STTR Phase II: Multi-Electron Intercalation Reactions for High Capacity Lithium Batteries
Dimien Inc., Amherst NY
Investigators
Abstract
The broader impact/commercial potential of this Small Business Technology Transfer (STTR) Phase II project is to advance the performance and decrease the cost of batteries for applications in electrified vehicles. Reinventing cathode materials of rechargeable batteries is an important because the cathode is the most expensive material in a battery and often performance limiting. Cathodes cost more than all the other battery materials combined. This new class of high performance, low-cost vanadium cathodes will be used in lithium ion batteries. Vanadium also benefits from high availability, domestic sourcing, and existing capacity for the recycling of spent vanadium to establish a circular battery ecosystem. The proposed batteries may benefit electrified vehicles by increasing range, enabling fast charging, improving safety, and reducing cost. More broadly, a wide range of applications in consumer electronics, medical electronics, military and defense systems, and energy storage are envisioned. This Small Business Technology Transfer (STTR) Phase II project proposes to develop a high performance, multi-electron battery cathode. This lithium ion battery's cathode is a new tunnel structured vanadium based material. Commercially available battery chemistries are often limited to just one electron reaction per intercalation site and this limits performance. Lithium batteries that reversibly enable multi-electron intercalation of lithium ions are needed to improve gravimetric and volumetric energy density.

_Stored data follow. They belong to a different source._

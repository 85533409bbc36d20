//! Primary location provider: infers an OCA's location from its DNS name and ASN.
//!
//! The upstream service has served an expired certificate for long stretches, so its
//! client skips TLS verification. Nothing sensitive is sent: only public hostnames and ASNs.
use crate::config::USER_AGENT;
use crate::models::Location;
use crate::speedtest::common::{send_with_retry, RetryPolicy};
use crate::{LocatorConfig, LocatorError};
use async_trait::async_trait;
use regex::Regex;
use serde::{Deserialize, Serialize};
use tracing::{debug, warn};

/// Hostname-based location inference.
#[async_trait]
pub trait LocationProvider: Send + Sync {
    /// Locate `hostname` in the context of `asn`.
    ///
    /// `Ok(None)` is an explicit no-result; errors are transport or protocol failures.
    async fn locate(
        &self,
        hostname: &str,
        asn: Option<u32>,
        ip: Option<&str>,
    ) -> Result<Option<Location>, LocatorError>;
}

#[derive(Debug, Serialize)]
struct AlephQuery<'a> {
    ptr_record: &'a str,
    ip: &'a str,
    #[serde(skip_serializing_if = "Option::is_none")]
    asn: Option<u32>,
}

/// Response body of the query endpoint.
#[derive(Debug, Default, Deserialize)]
pub struct AlephResponse {
    #[serde(default)]
    pub location_info: Option<AlephLocationInfo>,
    #[serde(default)]
    pub geo_hint: Option<String>,
    #[serde(default)]
    pub regular_expression: Option<String>,
}

#[derive(Debug, Default, Deserialize)]
pub struct AlephLocationInfo {
    #[serde(default)]
    pub city: Option<String>,
    #[serde(default)]
    pub state: Option<String>,
    #[serde(default)]
    pub region: Option<String>,
    #[serde(default)]
    pub country: Option<String>,
    #[serde(default)]
    pub latitude: Option<f64>,
    #[serde(default)]
    pub longitude: Option<f64>,
}

fn filled(s: &Option<String>) -> Option<&str> {
    s.as_deref().map(|s| s.trim()).filter(|s| !s.is_empty())
}

fn as_iata(s: &str) -> Option<String> {
    (s.len() == 3 && s.chars().all(|c| c.is_ascii_alphabetic())).then(|| s.to_ascii_uppercase())
}

impl AlephResponse {
    /// Convert into a [Location], or `None` if the response carries nothing usable.
    ///
    /// The IATA code comes from `geo_hint`, or failing that from the first capture group of
    /// `regular_expression` applied to the queried name.
    pub fn into_location(self, query: &str) -> Option<Location> {
        let info = self.location_info?;

        let city = match (filled(&info.city), filled(&info.state), filled(&info.region)) {
            (Some(city), Some(state), _) => Some(format!("{}, {}", city, state)),
            (Some(city), None, Some(region)) => Some(format!("{}, {}", city, region)),
            (Some(city), None, None) => Some(city.to_string()),
            (None, ..) => None,
        };

        let iata_code = filled(&self.geo_hint).and_then(as_iata).or_else(|| {
            let pattern = filled(&self.regular_expression)?;
            let re = match Regex::new(pattern) {
                Ok(re) => re,
                Err(e) => {
                    debug!("ignoring invalid provider pattern {}: {}", pattern, e);
                    return None;
                }
            };
            let cap = re.captures(query)?;
            cap.get(1).and_then(|m| as_iata(m.as_str()))
        });

        let location = Location {
            latitude: info.latitude,
            longitude: info.longitude,
            city,
            country: filled(&info.country).map(|c| c.to_string()),
            iata_code,
        };
        location.is_usable().then_some(location)
    }
}

/// [LocationProvider] backed by TheAleph query API.
#[derive(Debug, Clone)]
pub struct AlephProvider {
    client: reqwest::Client,
    url: String,
    policy: RetryPolicy,
}

impl AlephProvider {
    pub fn new(config: &LocatorConfig) -> Result<Self, LocatorError> {
        let client = reqwest::ClientBuilder::new()
            .user_agent(USER_AGENT)
            .timeout(config.request_timeout)
            .danger_accept_invalid_certs(true)
            .build()?;
        Ok(AlephProvider {
            client,
            url: config.aleph_api_url.clone(),
            policy: RetryPolicy::from_config(config),
        })
    }
}

#[async_trait]
impl LocationProvider for AlephProvider {
    async fn locate(
        &self,
        hostname: &str,
        asn: Option<u32>,
        ip: Option<&str>,
    ) -> Result<Option<Location>, LocatorError> {
        let query = AlephQuery {
            ptr_record: hostname,
            ip: ip.unwrap_or(""),
            asn,
        };
        debug!("primary provider query {:?}", query);

        let response = send_with_retry(&self.policy, &self.url, || {
            self.client
                .post(self.url.as_str())
                .header(reqwest::header::ACCEPT, "application/json")
                .json(&query)
                .send()
        })
        .await?;

        let body: AlephResponse = response.json().await.map_err(|e| {
            warn!("unreadable primary provider response for {}: {}", hostname, e);
            LocatorError::InvalidResponse(format!("primary provider: {}", e))
        })?;
        let location = body.into_location(hostname);
        match &location {
            Some(l) => debug!(
                "primary provider located {} at {:?} ({:?})",
                hostname, l.city, l.iata_code
            ),
            None => debug!("primary provider has no location for {}", hostname),
        }
        Ok(location)
    }
}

Specifically, the proposed project will scale up the synthetic method to produce multi-electron vanadium based cathodes, evaluate multi-electron cathodes paired with lithium metal and/or silicon for electrochemical performance, and explore various battery components and surface modifications to mitigate oxidation of electrolyte and transition metal dissolution. The project will also optimize battery performance based on a design of experiments approach. Addressing these technical gaps and challenges will lead to more advanced multi-electron pouch cell batteries. This award reflects NSF's statutory mission and has been deemed worthy of support through evaluation using the Foundation's intellectual merit and broader impacts review criteria.